Source records
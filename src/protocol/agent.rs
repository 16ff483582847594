//! Agent discovery and capability types

use serde::{Deserialize, Serialize};

/// Agent Card for agent discovery
///
/// The Agent Card is published at `/.well-known/agent-card.json` and
/// describes the agent's identity, endpoint, capabilities and skills.
/// Cards are constructed fresh per query and never mutated afterwards.
#[derive(Debug, Clone, Serialize, Deserialize, PartialEq)]
pub struct AgentCard {
    /// Name of the agent
    pub name: String,

    /// Human-readable description of the agent
    pub description: String,

    /// Base URL where the agent can be reached
    pub url: String,

    /// Agent version
    pub version: String,

    /// Content-type tags the agent accepts by default
    #[serde(rename = "defaultInputModes", default)]
    pub default_input_modes: Vec<String>,

    /// Content-type tags the agent produces by default
    #[serde(rename = "defaultOutputModes", default)]
    pub default_output_modes: Vec<String>,

    /// Agent capabilities
    pub capabilities: AgentCapabilities,

    /// Skills the agent advertises (possibly empty)
    #[serde(default)]
    pub skills: Vec<AgentSkill>,
}

impl AgentCard {
    /// Create a new agent card with text input/output modes
    pub fn new(
        name: impl Into<String>,
        description: impl Into<String>,
        url: impl Into<String>,
    ) -> Self {
        Self {
            name: name.into(),
            description: description.into(),
            url: url.into(),
            version: "1.0.0".to_string(),
            default_input_modes: vec!["text".to_string()],
            default_output_modes: vec!["text".to_string()],
            capabilities: AgentCapabilities::default(),
            skills: Vec::new(),
        }
    }

    /// Set the agent version
    pub fn with_version(mut self, version: impl Into<String>) -> Self {
        self.version = version.into();
        self
    }

    /// Set the agent capabilities
    pub fn with_capabilities(mut self, capabilities: AgentCapabilities) -> Self {
        self.capabilities = capabilities;
        self
    }

    /// Add a skill to the agent card
    pub fn with_skill(mut self, skill: AgentSkill) -> Self {
        self.skills.push(skill);
        self
    }
}

/// Agent capabilities
#[derive(Debug, Default, Clone, Serialize, Deserialize, PartialEq, Eq)]
pub struct AgentCapabilities {
    /// Supports streaming responses
    #[serde(default)]
    pub streaming: bool,

    /// Supports push notifications via webhooks
    #[serde(rename = "pushNotifications", default)]
    pub push_notifications: bool,
}

impl AgentCapabilities {
    /// Create capabilities with default values (all false)
    pub fn new() -> Self {
        Self::default()
    }

    /// Enable streaming
    pub fn with_streaming(mut self) -> Self {
        self.streaming = true;
        self
    }

    /// Enable push notifications
    pub fn with_push_notifications(mut self) -> Self {
        self.push_notifications = true;
        self
    }
}

/// A skill advertised by an agent
#[derive(Debug, Clone, Serialize, Deserialize, PartialEq, Eq)]
pub struct AgentSkill {
    /// Skill identifier, unique within the card
    pub id: String,

    /// Display name
    pub name: String,

    /// Human-readable description of the skill
    pub description: String,

    /// Tags classifying the skill
    #[serde(default)]
    pub tags: Vec<String>,

    /// Example prompts that exercise the skill
    #[serde(default)]
    pub examples: Vec<String>,
}

impl AgentSkill {
    /// Create a new skill with no tags or examples
    pub fn new(
        id: impl Into<String>,
        name: impl Into<String>,
        description: impl Into<String>,
    ) -> Self {
        Self {
            id: id.into(),
            name: name.into(),
            description: description.into(),
            tags: Vec::new(),
            examples: Vec::new(),
        }
    }

    /// Add a classification tag
    pub fn with_tag(mut self, tag: impl Into<String>) -> Self {
        self.tags.push(tag.into());
        self
    }

    /// Add an example prompt
    pub fn with_example(mut self, example: impl Into<String>) -> Self {
        self.examples.push(example.into());
        self
    }
}

#[cfg(test)]
mod tests {
    use super::*;

    #[test]
    fn test_agent_card_creation() {
        let card = AgentCard::new("Echo Agent", "Echoes messages", "http://localhost:5209/")
            .with_version("1.0.0")
            .with_capabilities(AgentCapabilities::new().with_streaming())
            .with_skill(
                AgentSkill::new("echo", "Echo tool", "Echoes every received message")
                    .with_tag("echo")
                    .with_example("hello"),
            );

        assert_eq!(card.name, "Echo Agent");
        assert!(card.capabilities.streaming);
        assert_eq!(card.version, "1.0.0");
        assert_eq!(card.skills.len(), 1);
        assert_eq!(card.skills[0].tags, vec!["echo"]);
        assert_eq!(card.default_input_modes, vec!["text"]);
    }

    #[test]
    fn test_agent_capabilities() {
        let mut caps = AgentCapabilities::default();
        assert!(!caps.streaming);
        assert!(!caps.push_notifications);

        caps = caps.with_streaming();
        assert!(caps.streaming);
    }

    #[test]
    fn test_agent_card_serialization() {
        let card = AgentCard::new("Test", "Description", "https://example.com")
            .with_capabilities(AgentCapabilities::new().with_streaming());

        let json = serde_json::to_value(&card).unwrap();
        assert_eq!(json["name"], "Test");
        assert_eq!(json["defaultInputModes"][0], "text");
        assert_eq!(json["capabilities"]["streaming"], true);

        let deserialized: AgentCard = serde_json::from_value(json).unwrap();
        assert_eq!(card, deserialized);
    }

    #[test]
    fn test_skills_default_to_empty_on_missing_field() {
        let json = serde_json::json!({
            "name": "Bare",
            "description": "No skills field",
            "url": "https://example.com",
            "version": "1.0.0",
            "capabilities": {"streaming": false}
        });

        let card: AgentCard = serde_json::from_value(json).unwrap();
        assert!(card.skills.is_empty());
        assert!(card.default_input_modes.is_empty());
    }
}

▶ Exercise goal: Every line above must be repeated exactly as it appears.

▶ Exercise response:
filename src/protocol/agent.rs
repository 16ff483582847594
//! Agent discovery and capability types

use serde::{Deserialize, Serialize};

/// Agent Card for agent discovery
///
/// The Agent Card is published at `/.well-known/agent-card.json` and
/// describes the agent's identity, endpoint, capabilities and skills.
/// Cards are constructed fresh per query and never mutated afterwards.
#[derive(Debug, Clone, Serialize, Deserialize, PartialEq)]
pub struct AgentCard {
    /// Name of the agent
    pub name: String,

    /// Human-readable description of the agent
    pub description: String,

    /// Base URL where the agent can be reached
    pub url: String,

    /// Agent version
    pub version: String,

    /// Content-type tags the agent accepts by default
    #[serde(rename = "defaultInputModes", default)]
    pub default_input_modes: Vec<String>,

    /// Content-type tags the agent produces by default
    #[serde(rename = "defaultOutputModes", default)]
    pub default_output_modes: Vec<String>,

    /// Agent capabilities
    pub capabilities: AgentCapabilities,

    /// Skills the agent advertises (possibly empty)
    #[serde(default)]
    pub skills: Vec<AgentSkill>,
}

impl AgentCard {
    /// Create a new agent card with text input/output modes
    pub fn new(
        name: impl Into<String>,
        description: impl Into<String>,
        url: impl Into<String>,
    ) -> Self {
        Self {
            name: name.into(),
            description: description.into(),
            url: url.into(),
            version: "1.0.0".to_string(),
            default_input_modes: vec!["text".to_string()],
            default_output_modes: vec!["text".to_string()],
            capabilities: AgentCapabilities::default(),
            skills: Vec::new(),
        }
    }

    /// Set the agent version
    pub fn with_version(mut self, version: impl Into<String>) -> Self {
        self.version = version.into();
        self
    }

    /// Set the agent capabilities
    pub fn with_capabilities(mut self, capabilities: AgentCapabilities) -> Self {
        self.capabilities = capabilities;
        self
    }

    /// Add a skill to the agent card
    pub fn with_skill(mut self, skill: AgentSkill) -> Self {
        self.skills.push(skill);
        self
    }
}

/// Agent capabilities
#[derive(Debug, Default, Clone, Serialize, Deserialize, PartialEq, Eq)]
pub struct AgentCapabilities {
    /// Supports streaming responses
    #[serde(default)]
    pub streaming: bool,

    /// Supports push notifications via webhooks
    #[serde(rename = "pushNotifications", default)]
    pub push_notifications: bool,
}

impl AgentCapabilities {
    /// Create capabilities with default values (all false)
    pub fn new() -> Self {
        Self::default()
    }

    /// Enable streaming
    pub fn with_streaming(mut self) -> Self {
        self.streaming = true;
        self
    }

    /// Enable push notifications
    pub fn with_push_notifications(mut self) -> Self {
        self.push_notifications = true;
        self
    }
}

/// A skill advertised by an agent
#[derive(Debug, Clone, Serialize, Deserialize, PartialEq, Eq)]
pub struct AgentSkill {
    /// Skill identifier, unique within the card
    pub id: String,

    /// Display name
    pub name: String,

    /// Human-readable description of the skill
    pub description: String,

    /// Tags classifying the skill
    #[serde(default)]
    pub tags: Vec<String>,

    /// Example prompts that exercise the skill
    #[serde(default)]
    pub examples: Vec<String>,
}

impl AgentSkill {
    /// Create a new skill with no tags or examples
    pub fn new(
        id: impl Into<String>,
        name: impl Into<String>,
        description: impl Into<String>,
    ) -> Self {
        Self {
            id: id.into(),
            name: name.into(),
            description: description.into(),
            tags: Vec::new(),
            examples: Vec::new(),
        }
    }

    /// Add a classification tag
    pub fn with_tag(mut self, tag: impl Into<String>) -> Self {
        self.tags.push(tag.into());
        self
    }

    /// Add an example prompt
    pub fn with_example(mut self, example: impl Into<String>) -> Self {
        self.examples.push(example.into());
        self
    }
}

#[cfg(test)]
mod tests {
    use super::*;

    #[test]
    fn test_agent_card_creation() {
        let card = AgentCard::new("Echo Agent", "Echoes messages", "http://localhost:5209/")
            .with_version("1.0.0")
            .with_capabilities(AgentCapabilities::new().with_streaming())
            .with_skill(
                AgentSkill::new("echo", "Echo tool", "Echoes every received message")
                    .with_tag("echo")
                    .with_example("hello"),
            );

        assert_eq!(card.name, "Echo Agent");
        assert!(card.capabilities.streaming);
        assert_eq!(card.version, "1.0.0");
        assert_eq!(card.skills.len(), 1);
        assert_eq!(card.skills[0].tags, vec!["echo"]);
        assert_eq!(card.default_input_modes, vec!["text"]);
    }

    #[test]
    fn test_agent_capabilities() {
        let mut caps = AgentCapabilities::default();
        assert!(!caps.streaming);
        assert!(!caps.push_notifications);

        caps = caps.with_streaming();
        assert!(caps.streaming);
    }

    #[test]
    fn test_agent_card_serialization() {
        let card = AgentCard::new("Test", "Description", "https://example.com")
            .with_capabilities(AgentCapabilities::new().with_streaming());

        let json = serde_json::to_value(&card).unwrap();
        assert_eq!(json["name"], "Test");
        assert_eq!(json["defaultInputModes"][0], "text");
        assert_eq!(json["capabilities"]["streaming"], true);

        let deserialized: AgentCard = serde_json::from_value(json).unwrap();
        assert_eq!(card, deserialized);
    }

    #[test]
    fn test_skills_default_to_empty_on_missing_field() {
        let json = serde_json::json!({
            "name": "Bare",
            "description": "No skills field",
            "url": "https://example.com",
            "version": "1.0.0",
            "capabilities": {"streaming": false}
        });

        let card: AgentCard = serde_json::from_value(json).unwrap();
        assert!(card.skills.is_empty());
        assert!(card.default_input_modes.is_empty());
    }
}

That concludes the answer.